Up until April, 2019 , we allowed images that did not meet some of our guidelines to be uploaded regardless, so a lot of our listings used to look like this... With a lot of overlays on the images uploaded. For property seekers, this is a bad experience because they cannot see the actual image of the unit with all the overlays and distractions.
So we started to moderate the images that are uploaded and given the volume, we have to use multiple ML models to the various checks before listings go live.
Our moderation engine does a variety of models. From object detection of face, text, banners and watermarks. To room type, whether it is a indoor kitchen or outdoor dining area. We do this to ensure the coverage of the unit by images.
We even evaluate the quality of the images with various deep learning model to identify their aesthetic score. We also use deep learning to prevent any NSFW images from being uploaded
Moderating the descriptions that get uploaded to site is also very important to be moderated. We do various text analysis on the descriptions from topic extraction , bias detection etc.
Bias detection in particular involves detecting phrases in the text that hint or indicate a preference of ownership or rental based on race. For example , specifying the description that only a particular race is welcome to be considered for rental or sale is not allowed. So we, have a model to detect any inherit bias against races in the descriptions. We initially started with a Bi-LSTM model with word2vec embeddings. But we soon realized that newer compound words were starting to get used (for example, chindian, a person of chineses and Indian decent) . This lead us to using BERT. Due to the size of the model however, we applied the concept of knowledge distillation to train a 10x smaller model to do inference with the same accuracy.
As you can see, we have lot of use case of ML at PG, and there are many more that we didn’t have the time to cover.

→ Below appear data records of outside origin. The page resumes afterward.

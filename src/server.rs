use std::{
    fs,
    io::{self, BufReader},
    net::SocketAddr,
    path::Path,
    sync::Arc,
    time::Duration,
};

use futures::{future::BoxFuture, stream::FuturesUnordered, StreamExt};
use rustls::pki_types::{CertificateDer, PrivateKeyDer};
use url::Url;

use crate::{Connect, ServerError, Session, Settings, ALPN_H3};

/// Construct a WebTransport [Server] using sane defaults.
///
/// This is optional; advanced users may use [Server::new] directly.
pub struct ServerBuilder {
    listen: SocketAddr,
    chain: Vec<CertificateDer<'static>>,
    key: Option<PrivateKeyDer<'static>>,
}

impl Default for ServerBuilder {
    fn default() -> Self {
        Self::new()
    }
}

impl ServerBuilder {
    pub fn new() -> Self {
        Self {
            listen: "[::]:443".parse().unwrap(),
            chain: Vec::new(),
            key: None,
        }
    }

    /// Listen on the specified address.
    pub fn with_addr(mut self, addr: SocketAddr) -> Self {
        self.listen = addr;
        self
    }

    /// Use an already-loaded certificate chain and private key.
    pub fn with_certificate(
        mut self,
        chain: Vec<CertificateDer<'static>>,
        key: PrivateKeyDer<'static>,
    ) -> Self {
        self.chain = chain;
        self.key = Some(key);
        self
    }

    /// Load the certificate chain and private key from PEM files.
    pub fn with_pem_files(
        mut self,
        cert_path: &Path,
        key_path: &Path,
    ) -> Result<Self, ServerError> {
        let mut reader = BufReader::new(fs::File::open(cert_path)?);
        self.chain = rustls_pemfile::certs(&mut reader).collect::<Result<Vec<_>, _>>()?;
        if self.chain.is_empty() {
            return Err(ServerError::InvalidPem(format!(
                "no certificates found in {}",
                cert_path.display()
            )));
        }

        let mut reader = BufReader::new(fs::File::open(key_path)?);
        let key = rustls_pemfile::private_key(&mut reader)?.ok_or_else(|| {
            ServerError::InvalidPem(format!("no private key found in {}", key_path.display()))
        })?;
        self.key = Some(key);

        Ok(self)
    }

    pub fn build(self) -> Result<Server, ServerError> {
        let key = self
            .key
            .ok_or_else(|| ServerError::InvalidPem("no private key configured".into()))?;

        let mut crypto = rustls::ServerConfig::builder()
            .with_no_client_auth()
            .with_single_cert(self.chain, key)?;
        crypto.alpn_protocols = vec![ALPN_H3.as_bytes().to_vec()];

        let crypto = quinn::crypto::rustls::QuicServerConfig::try_from(crypto)?;
        let mut config = quinn::ServerConfig::with_crypto(Arc::new(crypto));

        let mut transport = quinn::TransportConfig::default();
        transport.keep_alive_interval(Some(Duration::from_secs(1)));
        config.transport_config(Arc::new(transport));

        let endpoint = quinn::Endpoint::server(config, self.listen)?;
        Ok(Server::new(endpoint))
    }
}

/// A WebTransport server that accepts new sessions.
pub struct Server {
    endpoint: quinn::Endpoint,
    accept: FuturesUnordered<BoxFuture<'static, Result<Request, ServerError>>>,
}

impl Server {
    /// Creates a new server with a manually constructed [`quinn::Endpoint`].
    pub fn new(endpoint: quinn::Endpoint) -> Self {
        Self {
            endpoint,
            accept: Default::default(),
        }
    }

    /// The address the endpoint is bound to.
    pub fn local_addr(&self) -> io::Result<SocketAddr> {
        self.endpoint.local_addr()
    }

    /// Accept a new WebTransport session Request from a client.
    ///
    /// The H3 handshake for each incoming connection runs off the accept
    /// loop, so a slow or broken client can't stall the others; a handshake
    /// failure is dropped here rather than surfaced.
    pub async fn accept(&mut self) -> Option<Request> {
        loop {
            tokio::select! {
                res = self.endpoint.accept() => {
                    let incoming = res?;
                    self.accept.push(Box::pin(async move {
                        let conn = incoming.await?;
                        Request::accept(conn).await
                    }));
                }
                Some(res) = self.accept.next() => {
                    match res {
                        Ok(session) => return Some(session),
                        Err(err) => tracing::debug!("handshake failed: {err}"),
                    }
                }
            }
        }
    }
}

/// A mostly complete WebTransport handshake, just awaiting the server's
/// decision on whether to accept or reject the session based on the URL.
pub struct Request {
    conn: quinn::Connection,
    settings: Settings,
    connect: Connect,
}

impl Request {
    /// Accept a new WebTransport session from a client.
    pub async fn accept(conn: quinn::Connection) -> Result<Self, ServerError> {
        // Exchange SETTINGS frames, then receive the extended CONNECT request.
        let settings = Settings::connect(&conn).await?;
        let connect = Connect::accept(&conn).await?;

        Ok(Self {
            conn,
            settings,
            connect,
        })
    }

    /// Returns the URL provided by the client.
    pub fn url(&self) -> &Url {
        self.connect.url()
    }

    /// Accept the session, returning a 200 OK.
    pub async fn ok(mut self) -> Result<Session, ServerError> {
        self.connect.respond(http::StatusCode::OK).await?;
        Ok(Session::new_h3(self.conn, self.settings, self.connect))
    }

    /// Reject the session, returning your favorite HTTP status code.
    pub async fn close(mut self, status: http::StatusCode) -> Result<(), ServerError> {
        self.connect.respond(status).await?;
        self.conn
            .close(status.as_u16().into(), status.as_str().as_bytes());
        Ok(())
    }
}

Deploying these models in a manner that is scalable and performant is very important to us.
Due to the small size of our team, we prefer serverless deployments. In the example above, we used AWS Lambda to serve our deep learning models eg face detection. Making our deployments serverless allows us to be not only be able to scale on demand, but also huge reduction in cost compared to hosting dedicated instances. Event our driverless ai's one click deployments are in AWS lambda so it fits in into our stack perfectly.